MÚSICA , A TRANSFIGURAÇÃO DO SAGRADO

Dia desses, num caixa de supermercado, eu o observa bem ali, a um senhor da terceira idade, que compenetradamente empacotava os produtos dos clientes.

Portava um fone de ouvido conectado a um desses modernos aparelhinhos de mídia que eu nunca consigo acompanhar a rápida progressão de seus nomes e de sua tecnologia, talvez (um IPOD?), algo parecido com um PENDRIVE que armazena músicas.

Soava ali ,bem ao longe dos meus ouvidos, uma cantata de Bach.

Não pude deixar de lhe fazer um comentário até meio bobo, "o senhor gosta de música clássica?, ao que me respondeu sorrindo que ali complementava sua renda mensal de aposentado para apenas comprar mídias de cinema e de música.

Finda a cantata, senti as temperaturas das "quatro estações" de Vivaldi entrarem no recinto a nos embriagar a alma.

Percebi que ele sentiu meu encantamento.

"Que maravilhosos eram eles", pensei comigo mesmo, ao que prontamente me respondeu ao meu pensamento: "sabe dona, estava lendo que o mistério da beleza dos grandes compositores clássicos ainda causa espanto porque suas belas harmonias nunca foram reproduzidas até hoje e por isso são consideradas milagres dos céus..."

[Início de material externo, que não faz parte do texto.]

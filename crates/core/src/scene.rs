//! Scene state machine
//!
//! ```text
//! Start --play--> Playing --toggle_pause--> Playing(paused) --toggle_pause--> Playing
//! Playing --end--> GameOver --replay--> Playing
//! ```
//!
//! Every method returns whether the transition was applied; anything not in
//! the graph above is rejected and leaves the scene untouched.

use crate::types::Scene;

#[derive(Debug, Clone, Copy, PartialEq, Eq, Default)]
pub struct SceneMachine {
    scene: Scene,
    /// Replay prompt phase; only meaningful in `GameOver`.
    blink_visible: bool,
}

impl SceneMachine {
    pub fn new() -> Self {
        Self::default()
    }

    pub fn scene(&self) -> Scene {
        self.scene
    }

    pub fn blink_visible(&self) -> bool {
        self.blink_visible
    }

    pub fn play(&mut self) -> bool {
        if self.scene != Scene::Start {
            return false;
        }
        self.scene = Scene::Playing { paused: false };
        true
    }

    pub fn toggle_pause(&mut self) -> bool {
        match self.scene {
            Scene::Playing { paused } => {
                self.scene = Scene::Playing { paused: !paused };
                true
            }
            _ => false,
        }
    }

    pub fn end(&mut self) -> bool {
        if !self.scene.is_playing() {
            return false;
        }
        self.scene = Scene::GameOver;
        self.blink_visible = true;
        true
    }

    pub fn replay(&mut self) -> bool {
        if self.scene != Scene::GameOver {
            return false;
        }
        self.scene = Scene::Playing { paused: false };
        self.blink_visible = false;
        true
    }

    /// Flip the replay prompt. Ignored outside `GameOver`.
    pub fn toggle_blink(&mut self) -> bool {
        if self.scene != Scene::GameOver {
            return false;
        }
        self.blink_visible = !self.blink_visible;
        true
    }
}

#[cfg(test)]
mod tests {
    use super::*;

    #[test]
    fn test_starts_on_start_screen() {
        let machine = SceneMachine::new();
        assert_eq!(machine.scene(), Scene::Start);
    }

    #[test]
    fn test_play_only_from_start() {
        let mut machine = SceneMachine::new();
        assert!(machine.play());
        assert_eq!(machine.scene(), Scene::Playing { paused: false });
        assert!(!machine.play());
    }

    #[test]
    fn test_pause_toggles_within_playing() {
        let mut machine = SceneMachine::new();
        assert!(!machine.toggle_pause());

        machine.play();
        assert!(machine.toggle_pause());
        assert_eq!(machine.scene(), Scene::Playing { paused: true });
        assert!(machine.toggle_pause());
        assert_eq!(machine.scene(), Scene::Playing { paused: false });
    }

    #[test]
    fn test_end_and_replay() {
        let mut machine = SceneMachine::new();
        assert!(!machine.end());
        assert!(!machine.replay());

        machine.play();
        assert!(machine.end());
        assert_eq!(machine.scene(), Scene::GameOver);
        assert!(machine.blink_visible());

        // Nothing but replay leaves GameOver.
        assert!(!machine.play());
        assert!(!machine.toggle_pause());
        assert!(!machine.end());
        assert_eq!(machine.scene(), Scene::GameOver);

        assert!(machine.replay());
        assert_eq!(machine.scene(), Scene::Playing { paused: false });
    }

    #[test]
    fn test_end_while_paused() {
        let mut machine = SceneMachine::new();
        machine.play();
        machine.toggle_pause();
        assert!(machine.end());
        assert_eq!(machine.scene(), Scene::GameOver);
    }

    #[test]
    fn test_blink_only_in_game_over() {
        let mut machine = SceneMachine::new();
        assert!(!machine.toggle_blink());

        machine.play();
        machine.end();
        assert!(machine.toggle_blink());
        assert!(!machine.blink_visible());
        assert!(machine.toggle_blink());
        assert!(machine.blink_visible());
    }
}
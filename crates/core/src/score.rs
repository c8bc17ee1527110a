//! Session score and persisted high score.

#[derive(Debug, Clone, Copy, PartialEq, Eq, Default)]
pub struct ScoreBoard {
    score: u32,
    highscore: u32,
}

impl ScoreBoard {
    /// Start a session with a previously persisted high score.
    pub fn new(highscore: u32) -> Self {
        Self {
            score: 0,
            highscore,
        }
    }

    pub fn score(&self) -> u32 {
        self.score
    }

    pub fn highscore(&self) -> u32 {
        self.highscore
    }

    pub fn record_fruit(&mut self) {
        self.score = self.score.saturating_add(1);
    }

    /// Fold the session score into the high score and return the value to persist.
    pub fn end_session(&mut self) -> u32 {
        self.highscore = self.highscore.max(self.score);
        self.highscore
    }

    /// Zero the session score. The high score is never reset.
    pub fn reset(&mut self) {
        self.score = 0;
    }
}
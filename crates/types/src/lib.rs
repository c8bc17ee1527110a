//! Core types shared across the workspace.
//! This crate contains pure data types with no external dependencies.

/// Board dimensions (pixel units)
pub const DEFAULT_BOARD_WIDTH: i32 = 300;
pub const DEFAULT_BOARD_HEIGHT: i32 = 200;
pub const DEFAULT_CELL_SIZE: i32 = 10;

/// Largest board along either axis, in cells. Keeps the terminal frame
/// addressable in `u16` columns and rows.
pub const MAX_BOARD_CELLS: i32 = 1000;

/// Fruit is never placed inside this many outer rings of cells.
pub const DEFAULT_SPAWN_MARGIN: i32 = 1;

/// Timing
pub const BLINK_INTERVAL_MS: u32 = 500;
pub const DEFAULT_SPEED: u32 = 1;
/// Frames per second at speed 1 is `BASE_TICK_CELLS / cell_size`.
pub const BASE_TICK_CELLS: u32 = 150;

/// Start-screen play button size (pixel units)
pub const PLAY_BUTTON_WIDTH: i32 = 80;
pub const PLAY_BUTTON_HEIGHT: i32 = 30;

/// A grid cell position in pixel units.
///
/// Snake segments and fruit always sit on multiples of the cell size.
#[derive(Debug, Clone, Copy, PartialEq, Eq, Hash, Default)]
pub struct Position {
    pub x: i32,
    pub y: i32,
}

impl Position {
    pub const fn new(x: i32, y: i32) -> Self {
        Self { x, y }
    }

    pub const fn offset(self, dx: i32, dy: i32) -> Self {
        Self {
            x: self.x + dx,
            y: self.y + dy,
        }
    }
}

/// Axis-aligned rectangle in pixel units.
#[derive(Debug, Clone, Copy, PartialEq, Eq, Hash)]
pub struct Rect {
    pub x: i32,
    pub y: i32,
    pub w: i32,
    pub h: i32,
}

impl Rect {
    pub const fn new(x: i32, y: i32, w: i32, h: i32) -> Self {
        Self { x, y, w, h }
    }

    /// Left/top edges are inside, right/bottom edges are outside.
    pub fn contains(&self, p: Position) -> bool {
        p.x >= self.x && p.x < self.x + self.w && p.y >= self.y && p.y < self.y + self.h
    }
}

/// Movement direction of the snake
#[derive(Debug, Clone, Copy, PartialEq, Eq, Hash)]
pub enum Direction {
    Up,
    Down,
    Left,
    Right,
}

impl Direction {
    /// Velocity for one step with the given cell size.
    pub fn delta(&self, size: i32) -> (i32, i32) {
        match self {
            Direction::Up => (0, -size),
            Direction::Down => (0, size),
            Direction::Left => (-size, 0),
            Direction::Right => (size, 0),
        }
    }

    pub fn opposite(&self) -> Self {
        match self {
            Direction::Up => Direction::Down,
            Direction::Down => Direction::Up,
            Direction::Left => Direction::Right,
            Direction::Right => Direction::Left,
        }
    }
}

/// Top-level screen. `paused` only exists while playing.
#[derive(Debug, Clone, Copy, PartialEq, Eq, Hash, Default)]
pub enum Scene {
    #[default]
    Start,
    Playing {
        paused: bool,
    },
    GameOver,
}

impl Scene {
    pub fn is_playing(&self) -> bool {
        matches!(self, Scene::Playing { .. })
    }

    pub fn is_paused(&self) -> bool {
        matches!(self, Scene::Playing { paused: true })
    }

    /// Playing and not paused: the only state in which the snake moves.
    pub fn is_running(&self) -> bool {
        matches!(self, Scene::Playing { paused: false })
    }

    pub fn as_str(&self) -> &'static str {
        match self {
            Scene::Start => "start",
            Scene::Playing { paused: false } => "playing",
            Scene::Playing { paused: true } => "paused",
            Scene::GameOver => "game_over",
        }
    }
}

/// Timers the host schedules on behalf of the core.
#[derive(Debug, Clone, Copy, PartialEq, Eq, Hash)]
pub enum TimerId {
    /// Replay prompt blink on the game-over screen.
    Blink,
}

/// Normalized commands, independent of the physical key or button.
#[derive(Debug, Clone, Copy, PartialEq, Eq)]
pub enum Intent {
    Turn(Direction),
    TogglePause,
    Play,
    Replay,
    Timer(TimerId),
    Quit,
}

impl Intent {
    pub fn as_str(&self) -> &'static str {
        match self {
            Intent::Turn(Direction::Up) => "turnUp",
            Intent::Turn(Direction::Down) => "turnDown",
            Intent::Turn(Direction::Left) => "turnLeft",
            Intent::Turn(Direction::Right) => "turnRight",
            Intent::TogglePause => "togglePause",
            Intent::Play => "play",
            Intent::Replay => "replay",
            Intent::Timer(TimerId::Blink) => "timerBlink",
            Intent::Quit => "quit",
        }
    }
}

/// Terminal collision kinds. These end the game; they are not errors.
#[derive(Debug, Clone, Copy, PartialEq, Eq, Hash)]
pub enum Collision {
    Boundary,
    SelfBite,
}

/// Sound notifications sent to the audio collaborator.
#[derive(Debug, Clone, Copy, PartialEq, Eq, Hash)]
pub enum Sound {
    Move,
    Fruit,
    Collision,
    Click,
}

/// Board geometry and pacing.
#[derive(Debug, Clone, Copy, PartialEq, Eq)]
pub struct GameConfig {
    pub width: i32,
    pub height: i32,
    pub cell_size: i32,
    /// Outer rings of cells excluded from fruit placement.
    pub spawn_margin: i32,
    pub blink_interval_ms: u32,
    pub speed: u32,
}

impl Default for GameConfig {
    fn default() -> Self {
        Self {
            width: DEFAULT_BOARD_WIDTH,
            height: DEFAULT_BOARD_HEIGHT,
            cell_size: DEFAULT_CELL_SIZE,
            spawn_margin: DEFAULT_SPAWN_MARGIN,
            blink_interval_ms: BLINK_INTERVAL_MS,
            speed: DEFAULT_SPEED,
        }
    }
}

impl GameConfig {
    pub fn with_board(width: i32, height: i32, cell_size: i32) -> Self {
        Self {
            width,
            height,
            cell_size,
            ..Self::default()
        }
    }

    pub fn columns(&self) -> i32 {
        self.width / self.cell_size
    }

    pub fn rows(&self) -> i32 {
        self.height / self.cell_size
    }

    /// Grid center, snapped down to the cell grid.
    pub fn center(&self) -> Position {
        let s = self.cell_size;
        Position::new((self.width / 2) / s * s, (self.height / 2) / s * s)
    }

    /// Frames per second for the simulation clock.
    pub fn tick_rate(&self) -> u32 {
        let cell = self.cell_size.max(1) as u32;
        (self.speed.saturating_mul(BASE_TICK_CELLS) / cell).max(1)
    }

    /// Bounds of the start-screen play button, centered below the middle row.
    pub fn play_button(&self) -> Rect {
        let x = (self.width - PLAY_BUTTON_WIDTH) / 2;
        let y = self.height / 2;
        Rect::new(x, y, PLAY_BUTTON_WIDTH, PLAY_BUTTON_HEIGHT)
    }
}

#[cfg(test)]
mod tests {
    use super::*;

    #[test]
    fn test_direction_opposite() {
        for d in [Direction::Up, Direction::Down, Direction::Left, Direction::Right] {
            assert_eq!(d.opposite().opposite(), d);
            let (dx, dy) = d.delta(10);
            let (ox, oy) = d.opposite().delta(10);
            assert_eq!((dx + ox, dy + oy), (0, 0));
        }
    }

    #[test]
    fn test_center_snaps_to_grid() {
        let config = GameConfig::with_board(500, 400, 10);
        assert_eq!(config.center(), Position::new(250, 200));

        let odd = GameConfig::with_board(310, 210, 20);
        assert_eq!(odd.center(), Position::new(140, 100));
    }

    #[test]
    fn test_tick_rate_scales_with_speed() {
        let mut config = GameConfig::default();
        assert_eq!(config.tick_rate(), 15);
        config.speed = 2;
        assert_eq!(config.tick_rate(), 30);
        config.cell_size = 1000;
        assert_eq!(config.tick_rate(), 1);
    }

    #[test]
    fn test_rect_contains_edges() {
        let r = Rect::new(10, 10, 20, 10);
        assert!(r.contains(Position::new(10, 10)));
        assert!(r.contains(Position::new(29, 19)));
        assert!(!r.contains(Position::new(30, 10)));
        assert!(!r.contains(Position::new(10, 20)));
    }

    #[test]
    fn test_scene_flags() {
        assert!(!Scene::Start.is_playing());
        assert!(Scene::Playing { paused: true }.is_paused());
        assert!(!Scene::Playing { paused: true }.is_running());
        assert!(Scene::Playing { paused: false }.is_running());
        assert_eq!(Scene::GameOver.as_str(), "game_over");
    }
}
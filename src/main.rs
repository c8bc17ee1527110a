//! Terminal snake runner (default binary).
//!
//! crossterm for input, the framebuffer renderer for output, and the engine
//! in between. Configuration comes from `SNAKE_*` environment variables.

use std::fs::File;
use std::path::Path;
use std::sync::Mutex;
use std::time::{Duration, SystemTime, UNIX_EPOCH};

use anyhow::{Context, Result};
use crossterm::event::{self, Event};
use tracing::info;
use tracing_subscriber::{layer::SubscriberExt, util::SubscriberInitExt, EnvFilter};

use tui_snake::core::GameSnapshot;
use tui_snake::engine::{
    AudioMode, AudioSink, BellAudio, Clock, Engine, FrameClock, FrameStatus, HighscoreStore,
    JsonFileStore, NullAudio, RuntimeConfig,
};
use tui_snake::input::{from_crossterm, RawEvent};
use tui_snake::term::{FrameBuffer, GameView, TerminalRenderer, Viewport};
use tui_snake::types::Position;

/// Pointer positions outside the board; never inside the play button.
const OFF_BOARD: Position = Position::new(-1, -1);

fn main() -> Result<()> {
    let config = RuntimeConfig::from_env();
    if let Some(path) = config.log_path.as_deref() {
        init_logging(path)?;
    }

    let seed = config.seed.unwrap_or_else(clock_seed);
    let audio: Box<dyn AudioSink> = match config.audio {
        AudioMode::Bell => Box::new(BellAudio::stdout()),
        AudioMode::Off => Box::new(NullAudio),
    };
    let store = JsonFileStore::new(&config.highscore_path);
    let mut engine = Engine::new(config.game, seed, store, audio)?;
    info!(path = %config.highscore_path.display(), "highscore file");

    let mut term = TerminalRenderer::new();
    term.enter()?;

    let result = run(&mut term, &mut engine);

    // Always try to restore terminal state.
    let _ = term.exit();
    result
}

fn run<S: HighscoreStore, A: AudioSink>(
    term: &mut TerminalRenderer,
    engine: &mut Engine<S, A>,
) -> Result<()> {
    let view = GameView::default();
    let mut clock = FrameClock::new();
    let mut snap = GameSnapshot::default();
    let mut back = FrameBuffer::new(0, 0);
    let mut pending: Vec<RawEvent> = Vec::with_capacity(16);
    let mut elapsed_ms = 0;

    engine.snapshot_into(&mut snap);

    loop {
        let (w, h) = crossterm::terminal::size().unwrap_or((80, 24));
        let viewport = Viewport::new(w, h);
        let layout = view.layout(&snap, viewport);

        // Drain everything that arrived since the last frame.
        while event::poll(Duration::ZERO)? {
            let ev = event::read()?;
            if let Event::Resize(..) = ev {
                term.invalidate();
                continue;
            }
            let raw = from_crossterm(&ev, |col, row| {
                Some(layout.to_game_coords(col, row).unwrap_or(OFF_BOARD))
            });
            pending.extend(raw);
        }

        if engine.frame(pending.drain(..), elapsed_ms) == FrameStatus::Quit {
            return Ok(());
        }

        engine.snapshot_into(&mut snap);
        view.render_into(&snap, viewport, &mut back);
        term.present(&mut back)?;

        elapsed_ms = clock.tick(engine.tick_rate());
    }
}

/// Log to a file; the terminal is busy with the game.
fn init_logging(path: &Path) -> Result<()> {
    let file = File::create(path)
        .with_context(|| format!("failed to create log file {}", path.display()))?;

    tracing_subscriber::registry()
        .with(EnvFilter::try_from_default_env().unwrap_or_else(|_| EnvFilter::new("info")))
        .with(
            tracing_subscriber::fmt::layer()
                .with_writer(Mutex::new(file))
                .with_ansi(false),
        )
        .init();
    Ok(())
}

fn clock_seed() -> u32 {
    SystemTime::now()
        .duration_since(UNIX_EPOCH)
        .map(|d| d.subsec_nanos() ^ d.as_secs() as u32)
        .unwrap_or(1)
}
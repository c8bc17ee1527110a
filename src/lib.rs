//! TUI Snake (workspace facade crate).
//!
//! Re-exports the workspace crates under one name so the binary, integration
//! tests and benches can use `tui_snake::{core,engine,input,term,types}`.

pub use tui_snake_core as core;
pub use tui_snake_engine as engine;
pub use tui_snake_input as input;
pub use tui_snake_term as term;
pub use tui_snake_types as types;
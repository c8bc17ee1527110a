//! TerminalRenderer: pushes framebuffers to the terminal.
//!
//! Only changed runs of cells are written after the first frame. The encoders
//! write into a byte buffer so they can be tested without a terminal.

use std::io::{self, Write};

use anyhow::Result;
use crossterm::{
    cursor, event,
    style::{
        Attribute, Color, Print, ResetColor, SetAttribute, SetBackgroundColor, SetForegroundColor,
    },
    terminal, QueueableCommand,
};

use crate::fb::{Cell, CellStyle, FrameBuffer, Rgb};

pub struct TerminalRenderer<W: Write = io::Stdout> {
    out: W,
    /// Last frame drawn; `None` forces a full redraw.
    front: Option<FrameBuffer>,
    buf: Vec<u8>,
}

impl TerminalRenderer {
    pub fn new() -> Self {
        Self::with_writer(io::stdout())
    }
}

impl Default for TerminalRenderer {
    fn default() -> Self {
        Self::new()
    }
}

impl<W: Write> TerminalRenderer<W> {
    pub fn with_writer(out: W) -> Self {
        Self {
            out,
            front: None,
            buf: Vec::with_capacity(32 * 1024),
        }
    }

    /// Raw mode, alternate screen, hidden cursor and mouse reporting.
    pub fn enter(&mut self) -> Result<()> {
        terminal::enable_raw_mode()?;
        self.buf.clear();
        self.buf.queue(terminal::EnterAlternateScreen)?;
        self.buf.queue(event::EnableMouseCapture)?;
        self.buf.queue(cursor::Hide)?;
        self.buf.queue(terminal::DisableLineWrap)?;
        self.flush_buf()
    }

    pub fn exit(&mut self) -> Result<()> {
        self.buf.clear();
        self.buf.queue(ResetColor)?;
        self.buf.queue(SetAttribute(Attribute::Reset))?;
        self.buf.queue(terminal::EnableLineWrap)?;
        self.buf.queue(cursor::Show)?;
        self.buf.queue(event::DisableMouseCapture)?;
        self.buf.queue(terminal::LeaveAlternateScreen)?;
        self.flush_buf()?;
        terminal::disable_raw_mode()?;
        Ok(())
    }

    /// Redraw everything on the next `present`, e.g. after a resize.
    pub fn invalidate(&mut self) {
        self.front = None;
    }

    /// Draw `back` and swap it with the previous frame.
    ///
    /// Afterwards `back` holds stale contents the caller renders over next
    /// frame, so two buffers cycle without cloning.
    pub fn present(&mut self, back: &mut FrameBuffer) -> Result<()> {
        self.buf.clear();
        match self.front.as_mut() {
            Some(front) if front.width() == back.width() && front.height() == back.height() => {
                encode_diff_into(front, back, &mut self.buf)?;
                std::mem::swap(front, back);
            }
            _ => {
                encode_full_into(back, &mut self.buf)?;
                self.front = Some(back.clone());
            }
        }
        self.flush_buf()
    }

    pub fn writer(&self) -> &W {
        &self.out
    }

    fn flush_buf(&mut self) -> Result<()> {
        self.out.write_all(&self.buf)?;
        self.out.flush()?;
        Ok(())
    }
}

/// Clear the screen and write every cell.
pub fn encode_full_into(fb: &FrameBuffer, out: &mut Vec<u8>) -> Result<()> {
    out.queue(terminal::Clear(terminal::ClearType::All))?;
    let mut pen = Pen::default();
    for y in 0..fb.height() {
        out.queue(cursor::MoveTo(0, y))?;
        for cell in fb.row(y) {
            pen.print(out, *cell)?;
        }
    }
    pen.reset(out)
}

/// Write only the runs of cells that differ between `prev` and `next`.
/// Both buffers must have the same size.
pub fn encode_diff_into(prev: &FrameBuffer, next: &FrameBuffer, out: &mut Vec<u8>) -> Result<()> {
    let mut pen = Pen::default();
    for y in 0..next.height() {
        let (old, new) = (prev.row(y), next.row(y));
        for (start, end) in changed_runs(old, new) {
            out.queue(cursor::MoveTo(start as u16, y))?;
            for cell in &new[start..end] {
                pen.print(out, *cell)?;
            }
        }
    }
    if pen.dirty() {
        pen.reset(out)?;
    }
    Ok(())
}

/// Half-open `[start, end)` column ranges where the rows differ.
fn changed_runs<'a>(old: &'a [Cell], new: &'a [Cell]) -> impl Iterator<Item = (usize, usize)> + 'a {
    let mut x = 0;
    std::iter::from_fn(move || {
        while x < new.len() && old.get(x) == Some(&new[x]) {
            x += 1;
        }
        if x >= new.len() {
            return None;
        }
        let start = x;
        while x < new.len() && old.get(x) != Some(&new[x]) {
            x += 1;
        }
        Some((start, x))
    })
}

/// Tracks the active style so SGR sequences are only emitted on change.
#[derive(Default)]
struct Pen {
    style: Option<CellStyle>,
}

impl Pen {
    fn print(&mut self, out: &mut Vec<u8>, cell: Cell) -> Result<()> {
        if self.style != Some(cell.style) {
            let s = cell.style;
            out.queue(SetAttribute(Attribute::Reset))?;
            out.queue(SetForegroundColor(color(s.fg)))?;
            out.queue(SetBackgroundColor(color(s.bg)))?;
            if s.bold {
                out.queue(SetAttribute(Attribute::Bold))?;
            }
            if s.dim {
                out.queue(SetAttribute(Attribute::Dim))?;
            }
            self.style = Some(s);
        }
        out.queue(Print(cell.ch))?;
        Ok(())
    }

    fn dirty(&self) -> bool {
        self.style.is_some()
    }

    fn reset(&mut self, out: &mut Vec<u8>) -> Result<()> {
        out.queue(ResetColor)?;
        out.queue(SetAttribute(Attribute::Reset))?;
        self.style = None;
        Ok(())
    }
}

fn color(rgb: Rgb) -> Color {
    Color::Rgb {
        r: rgb.r,
        g: rgb.g,
        b: rgb.b,
    }
}

#[cfg(test)]
mod tests {
    use super::*;

    fn runs(old: &FrameBuffer, new: &FrameBuffer, y: u16) -> Vec<(usize, usize)> {
        changed_runs(old.row(y), new.row(y)).collect()
    }

    #[test]
    fn test_changed_runs_coalesce() {
        let style = CellStyle::default();
        let a = FrameBuffer::new(8, 1);
        let mut b = FrameBuffer::new(8, 1);
        b.put_str(1, 0, "abc", style);
        b.put_char(6, 0, 'z', style);
        assert_eq!(runs(&a, &b, 0), vec![(1, 4), (6, 7)]);
        assert!(runs(&a, &a, 0).is_empty());
    }

    #[test]
    fn test_identical_frames_encode_nothing() {
        let mut a = FrameBuffer::new(4, 2);
        a.put_str(0, 0, "snek", CellStyle::default());
        let mut out = Vec::new();
        encode_diff_into(&a, &a.clone(), &mut out).unwrap();
        assert!(out.is_empty());
    }

    #[test]
    fn test_present_diffs_after_first_frame() {
        let mut renderer = TerminalRenderer::with_writer(Vec::new());
        let mut back = FrameBuffer::new(6, 2);
        back.put_str(0, 0, "score", CellStyle::default());
        renderer.present(&mut back).unwrap();
        let full = renderer.writer().len();
        assert!(full > 0);

        // Same picture again: nothing but the flush.
        back.clear(Cell::default());
        back.put_str(0, 0, "score", CellStyle::default());
        renderer.present(&mut back).unwrap();
        assert_eq!(renderer.writer().len(), full);

        // One changed cell is far cheaper than a full redraw.
        back.clear(Cell::default());
        back.put_str(0, 0, "scorf", CellStyle::default());
        renderer.present(&mut back).unwrap();
        let diff = renderer.writer().len() - full;
        assert!(diff > 0 && diff < full);
    }
}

Olhei para aquele senhor tão entendido e ali , naquele local tão inusitado, muito me ensinava, pois foi com ele que descobri que Vivaldi era padre e que sofria de asma.

"O senhor estudou música?), lhe perguntei certa de que mediria que sim.

"Não dona, toco só sanfona, e de ouvido..."

Então me lembrei do saxofonista da minha última crônica que, em meio ao trânsito e à violência de São Paulo, na rápida folga dum semáforo, também lá nos mandava seu recado soando pelo seu "sax" a composição "O meu amor" do Chico, a encenar nossas duras realidades sociais que se propagam pelos palcos desde as óperas da nossa remota história.

Assim, fechei meus pensamentos musicistas com um fato histórico que aprendi recentemente, aonde a música operou seus curativos de alma mediante seus indiscutíveis "milagres".

Conta-se que certa noite, no campo de concentração de SACHSENHAUSEN, alguns jovens detentos do regime nazista alemão, tão atordoados com tanto sofrimento que já os fazia vítimas de profundas depressões, então, certa noite conseguiram montar num porão, às escondidas dos opressores, uma orquestra de instrumentos artesanais, confeccionados com sucatas que guardavam de lá.

Diz-se que, como se numa festa, entoaram clássicos que recuperavam a alegria dos detentos, mesmo diante de tanta adversidade.

Quando ouvi a tal história, atualmente também a observar os milagres que a música opera diante das cortinas do nosso cotidiano, tenho apenas a acreditar fielmente que Deus fala conosco através dela.

E decerto que deixa qualquer maldade surda à beleza da sua obra...

A música talvez nos seja a maior instrumentalização artística, na qual espiritualmente se manifesta a nítida presença de Deus.